Symptoms depend on the severity of the TBI, which causes general cerebral and focal neurological symptoms, and on the nature of the fracture of the temporal bone. Early signs of a pyramidal fracture are paralysis of the facial and abducens nerves, which can be noticed even in a comatose state of the victim. Facial nerve paralysis that occurs immediately after the injury is a pathognomonic symptom of a fracture of the capsule of the ear labyrinth. Facial nerve paresis, which appears a few minutes after the injury and later, most often indicates the presence of a hematoma somewhere along the facial canal. If the fracture line of the base of the skull covers the round or oval window, then paresis of the second and third branches of the trigeminal nerve, respectively, emerging from the cranial cavity through these openings, occurs. The appearance of blue spots in the mastoid process area after 4-6 days, caused by the penetration of hemolyzed blood from the deeper parts of the temporal bone, is also evidence of a pyramidal fracture.

In longitudinal fractures of the pyramid, ruptures of the eardrum are observed; in the absence of a rupture of the latter, blood may accumulate in the tympanic cavity, which shines through the eardrum as a bluish-red color. In case of ruptures of the eardrum and damage to the integrity of the dura mater, ear liquorrhea is observed. In longitudinal fractures, as a rule, the ear labyrinth does not fall into the fracture line. In transverse and oblique fractures, both the cochlea and the bony labyrinth of the vestibular apparatus are destroyed, which causes a complete shutdown of the function of these organs.

In case of a fracture of the temporal bone pyramid, several variants of the clinical course are described:

1. spontaneous recovery with some residual effects of cochlear and vestibular disorders;
2. the occurrence of early neurological signs of damage to the nerves of the auditory-facial bundle;
3. the occurrence of secondary infectious complications caused by the penetration of infection into the meninges;
4. the occurrence of late neurological complications caused by the consequences of organic lesions of the meninges and brain tissue.
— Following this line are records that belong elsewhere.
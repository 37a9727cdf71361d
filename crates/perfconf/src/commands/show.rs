//! Show command implementation

use anyhow::Result;
use clap::Args;
use perfconf_core::{EnvSource, ServerConfig, SetupConfig, UpdateConfig};
use serde_json::json;

/// Show every resolved configuration value
///
/// Never touches the network: the version field is reported only when
/// `GO_VERSION` is set explicitly. Use `perfconf get go-version` to resolve
/// it against the releases manifest.
#[derive(Args, Debug)]
pub struct ShowArgs {
    /// Output as JSON
    #[arg(long)]
    json: bool,
}

/// Execute the show command
pub fn execute(args: ShowArgs) -> Result<()> {
    let env = EnvSource::from_process();
    let work_dir = std::env::current_dir()?;

    let setup = SetupConfig::new(env.clone(), work_dir);
    let server = ServerConfig::new(env.clone());
    let updates = UpdateConfig::new(env.clone());

    // Only an explicit override is reported; no remote lookup here.
    let go_version = match env.get("GO_VERSION") {
        Some(_) => Some(setup.go_version()?),
        None => None,
    };

    if args.json {
        let output = json!({
            "setup": {
                "pipelines": setup.pipelines(),
                "agents": setup.agents(),
                "threadGroups": setup.thread_groups(),
                "loadTestDuration": setup.load_test_duration(),
                "gitRepositoryHost": setup.git_repository_host(),
                "serverInstallDir": setup.server_install_dir(),
                "agentsInstallDir": setup.agents_install_dir(),
                "includePlugins": setup.include_plugins(),
                "pluginSrcDir": setup.plugin_src_dir(),
                "toolsDir": setup.tools_dir(),
                "jmeterDir": setup.jmeter_dir(),
                "jmeterBin": setup.jmeter_bin(),
                "teeDir": setup.tee_dir(),
                "teePath": setup.tee_path(),
                "downloadUrl": setup.download_url(),
                "goVersion": go_version.as_ref().map(|v| json!({
                    "release": v.release,
                    "build": v.build,
                })),
                "configSaveCadence": setup.config_save_cadence(),
                "gitRoot": setup.git_root(),
                "gitRepos": setup.git_repos(),
                "gitCommitCadence": setup.git_commit_cadence(),
                "tfsCommitCadence": setup.tfs_commit_cadence(),
                "tfsUser": setup.tfs_user(),
                "tfsPwdSet": setup.tfs_pwd().is_ok(),
                "tfsUrl": setup.tfs_url(),
                "materialsRatio": setup.materials_ratio(),
            },
            "server": {
                "auth": server.auth(),
                "host": server.host(),
                "port": server.port(),
                "securePort": server.secure_port(),
                "baseUrl": server.base_url(),
                "url": server.url(),
                "secureUrl": server.secure_url(),
                "environment": server.environment(),
            },
            "updates": {
                "configUpdateInterval": updates.config_update_interval(),
                "scmCommitInterval": updates.scm_commit_interval(),
                "serverDir": updates.server_dir(),
                "releasesJsonUrl": updates.releases_json_url(),
            },
        });
        println!("{}", serde_json::to_string_pretty(&output)?);
    } else {
        println!("Setup:");
        println!("  pipelines: {}", setup.pipelines().join(", "));
        println!("  agents: {}", setup.agents().join(", "));
        let thread_groups: Vec<String> =
            setup.thread_groups().iter().map(u64::to_string).collect();
        println!("  thread_groups: {}", thread_groups.join(", "));
        println!("  load_test_duration: {}s", setup.load_test_duration());
        println!("  git_repository_host: {}", setup.git_repository_host());
        println!("  server_install_dir: {}", setup.server_install_dir().display());
        println!("  agents_install_dir: {}", setup.agents_install_dir().display());
        println!("  include_plugins: {}", setup.include_plugins());
        println!("  plugin_src_dir: {}", setup.plugin_src_dir().display());
        println!("  tools_dir: {}", setup.tools_dir().display());
        println!("  jmeter_dir: {}", setup.jmeter_dir().display());
        println!("  jmeter_bin: {}", setup.jmeter_bin().display());
        println!("  tee_dir: {}", setup.tee_dir().display());
        println!("  tee_path: {}", setup.tee_path().display());
        println!("  download_url: {}", setup.download_url());
        match &go_version {
            Some(version) => println!("  go_version: {version}"),
            None => println!("  go_version: (resolved from releases manifest)"),
        }
        let saves = setup.config_save_cadence();
        println!("  config_save_cadence: every {}s, {} times", saves.interval, saves.times);
        println!("  git_root: {}", setup.git_root());
        println!("  git_repos: {}", setup.git_repos().join(", "));
        let commits = setup.git_commit_cadence();
        println!("  git_commit_cadence: every {}s, {} times", commits.interval, commits.times);
        let checkins = setup.tfs_commit_cadence();
        println!("  tfs_commit_cadence: every {}s, {} times", checkins.interval, checkins.times);
        println!("  tfs_user: {}", setup.tfs_user());
        let pwd_status = if setup.tfs_pwd().is_ok() { "(set)" } else { "(not set)" };
        println!("  tfs_pwd: {pwd_status}");
        println!("  tfs_url: {}", setup.tfs_url());
        let ratio = setup.materials_ratio();
        println!("  materials_ratio: git {} / tfs {}", ratio.git, ratio.tfs);
        println!();
        println!("Server:");
        match server.auth() {
            Some(auth) => println!("  auth: {auth}"),
            None => println!("  auth: (not set)"),
        }
        println!("  host: {}", server.host());
        println!("  port: {}", server.port());
        println!("  secure_port: {}", server.secure_port());
        println!("  base_url: {}", server.base_url());
        println!("  url: {}", server.url());
        println!("  secure_url: {}", server.secure_url());
        println!("  environment:");
        for (name, value) in server.environment().to_env_pairs() {
            println!("    {name}={value}");
        }
        println!();
        println!("Updates:");
        println!("  config_update_interval: {}s", updates.config_update_interval());
        println!("  scm_commit_interval: {}s", updates.scm_commit_interval());
        println!("  server_dir: {}", updates.server_dir().display());
        println!("  releases_json_url: {}", updates.releases_json_url());
    }

    Ok(())
}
Death is most often caused by early complications such as coma, hyperthermia, cerebral edema, and paralysis of the respiratory and vasomotor centers. Head injuries often result in extradural hematomas caused by ruptures of the meningeal arteries. The presence of such a hematoma is indicated by the Gerard-Marchand symptom - a painful swelling in the temporo-parietal region caused by a rupture of the middle meningeal artery. Indications for craniotomy at this stage are signs of increasing intracranial pressure: bradycardia, bradypnea, increasing arterial pressure, mydriasis, and progressive fading of reflex activity.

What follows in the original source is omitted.